Sunday 20 June 2010

How to be understood

Rule # 1: expect to be misunderstood. Mostly, we assume that understanding is normal. Wrong. Ask any spouse, sibling, parent, or lover. 

Successful service-sales and service-delivery people for instance, have woken up to this through competitive pressure, grinding experience, and objective analysis. Then by deliberate, focused action they have changed their assumptions and their behaviour.

They know the cost and risk of misunderstanding is high. They manage that risk by specialising and standardising their processes; by building durable interpersonal customer-relationships for learning and forgiveness; and continually seeking to delight the customer.  It becomes second nature – tacit.

But put those same sales and service people in a changed environment, even slightly different, and they can easily come unstuck. That now-tacit knowledge that has served them so proudly may well not work in the new environment.

This has been highlighted for me in my health service business development work. The New Zealand health services sector is in turmoil: yet another major government policy driven re-organisation; around the sixth in eight years.

This time it’s to vertically and horizontally merge and integrate health services. This when competition has been king and professional collaboration suspected as feather bedding; fear and loathing have become strong undercurrents in relationships between health professionals and their managers, between managers and between the managers of different organisations.
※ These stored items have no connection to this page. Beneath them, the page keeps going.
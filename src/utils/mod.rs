//! Utility functions and helpers.

use url::Url;

/// Resolve a potentially relative URL against a base URL.
pub fn resolve_url(base: &Url, href: &str) -> String {
    base.join(href)
        .map(|u| u.to_string())
        .unwrap_or_else(|_| href.to_string())
}

/// Resolve a URL string against a base URL string.
pub fn resolve(base_url: &str, href: &str) -> Option<String> {
    Url::parse(base_url)
        .ok()
        .map(|base| resolve_url(&base, href))
}
// src/fetch.rs

//! Resilient HTTP request execution.
//!
//! Retries a fixed allow-list of transient conditions (connect failures,
//! timeouts, HTTP 408/429/500/502/503/504) with exponential backoff and
//! random jitter. Any other failure surfaces immediately. Every attempt
//! is bounded by a connect timeout and a total timeout.

use std::time::Duration;

use rand::Rng;
use reqwest::header::{ACCEPT, ACCEPT_LANGUAGE, HeaderMap, HeaderValue};
use tokio_util::sync::CancellationToken;

use crate::error::{AppError, Result};
use crate::models::FetcherConfig;

/// HTTP fetcher with retry, backoff and cancellation support.
#[derive(Clone)]
pub struct HttpFetcher {
    client: reqwest::Client,
    config: FetcherConfig,
    token: CancellationToken,
}

impl HttpFetcher {
    /// Build a fetcher with browser-like default headers.
    pub fn new(config: &FetcherConfig, token: CancellationToken) -> Result<Self> {
        let mut headers = HeaderMap::new();
        headers.insert(
            ACCEPT,
            HeaderValue::from_static("text/html,application/xhtml+xml,application/xml;q=0.9,*/*;q=0.8"),
        );
        headers.insert(ACCEPT_LANGUAGE, HeaderValue::from_static("en-US,en;q=0.5"));

        let client = reqwest::Client::builder()
            .user_agent(&config.user_agent)
            .default_headers(headers)
            .connect_timeout(Duration::from_secs(config.connect_timeout_secs))
            .timeout(Duration::from_secs(config.timeout_secs))
            .build()?;

        Ok(Self {
            client,
            config: config.clone(),
            token,
        })
    }

    /// Fetch a URL with GET, returning the response body.
    pub async fn fetch(&self, url: &str) -> Result<String> {
        self.execute(url, None).await
    }

    /// Fetch a URL with POST and a JSON body, returning the response body.
    pub async fn fetch_with_body(&self, url: &str, body: &serde_json::Value) -> Result<String> {
        self.execute(url, Some(body)).await
    }

    async fn execute(&self, url: &str, body: Option<&serde_json::Value>) -> Result<String> {
        let mut last_error: Option<AppError> = None;

        for attempt in 0..self.config.max_attempts {
            if self.token.is_cancelled() {
                return Err(AppError::network(url, "fetch cancelled"));
            }

            match self.attempt(url, body).await {
                Ok(text) => return Ok(text),
                Err(error) if error.is_transient() => {
                    if attempt + 1 >= self.config.max_attempts {
                        return Err(AppError::RetriesExhausted {
                            url: url.to_string(),
                            attempts: self.config.max_attempts,
                            message: error.to_string(),
                        });
                    }
                    let delay = self.backoff_delay(attempt);
                    log::warn!(
                        "Transient failure for {} (attempt {}/{}): {}. Retrying in {}ms",
                        url,
                        attempt + 1,
                        self.config.max_attempts,
                        error,
                        delay.as_millis()
                    );
                    last_error = Some(error);
                    tokio::select! {
                        _ = self.token.cancelled() => {
                            return Err(AppError::network(url, "fetch cancelled"));
                        }
                        _ = tokio::time::sleep(delay) => {}
                    }
                }
                Err(error) => return Err(error),
            }
        }

        // Loop always returns from its last iteration; kept for completeness.
        Err(last_error.unwrap_or_else(|| AppError::network(url, "no attempts made")))
    }

    async fn attempt(&self, url: &str, body: Option<&serde_json::Value>) -> Result<String> {
        let request = match body {
            Some(json) => self.client.post(url).json(json),
            None => self.client.get(url),
        };

        let response = request
            .send()
            .await
            .map_err(|e| Self::classify_transport(url, e))?;

        let status = response.status();
        if !status.is_success() {
            return Err(AppError::HttpStatus {
                status: status.as_u16(),
                url: url.to_string(),
            });
        }

        response
            .text()
            .await
            .map_err(|e| Self::classify_transport(url, e))
    }

    /// Exponential backoff with random jitter, capped at the configured
    /// maximum so delays stay bounded.
    fn backoff_delay(&self, attempt: u32) -> Duration {
        let base = Duration::from_millis(self.config.backoff_base_ms);
        let cap = Duration::from_millis(self.config.backoff_max_ms);

        let multiplier = 1u32.checked_shl(attempt).unwrap_or(u32::MAX);
        let exp = base.checked_mul(multiplier).unwrap_or(cap).min(cap);

        let jitter_range_ms = self.config.backoff_base_ms / 2;
        if jitter_range_ms == 0 {
            return exp;
        }
        let jitter = Duration::from_millis(rand::thread_rng().gen_range(0..jitter_range_ms));
        (exp + jitter).min(cap)
    }

    /// Connection and timeout failures are transient; everything else at
    /// the transport layer is not worth retrying.
    fn classify_transport(url: &str, error: reqwest::Error) -> AppError {
        if error.is_timeout() || error.is_connect() || error.is_request() {
            AppError::network(url, error)
        } else {
            AppError::Http(error)
        }
    }
}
Competitors have become entrenched in their niches, adapted and fine tuned to the bureaucratic motivations and behaviour of their health sector customers, while the health professionals immersed themselves in their consumer relationships. 

Suddenly these competitors have to merge and join up.  Can they communicate to achieve that productively and innovatively? Fat chance! Misunderstanding reaches new heights: evidence, real and imagined, of defamation, misinformation and skulduggery is everywhere in an environment of fear and loathing. Even longstanding trusting relationships are suspect.

Mergers and join-ups that do occur are suspected as, and at least some are, driven by self interest and political gain, and as a result are slow to be productive in the essentially collaborative, professional, vocational world of health service.

So what can be done? Answer: expect to be misunderstood and take the time and trouble to find shared understanding in shared metaphor (stories) and experience; shared purpose; joint projects. Trust is found in action not argument.

Share your perspectives and reflections on that joint action by sharing stories. Be more than two dimensional “role holders.” Share stories about yourselves.
Remember you are dating with marriage in mind. The time to invest in the durability, mutual productivity, and enjoyment of that potential relationship is at the outset. Sacrifice “task” progress to build shared understanding.

The guy/woman you find so frustrating may not be a linear analytical, task oriented, conventional high achiever like you. He/she may think in pictures, think laterally to solve puzzles and make sense of seeming confusion; thinking that’s likely not crucial in the production environment that you have excelled in, but is crucial in a fast changing environment.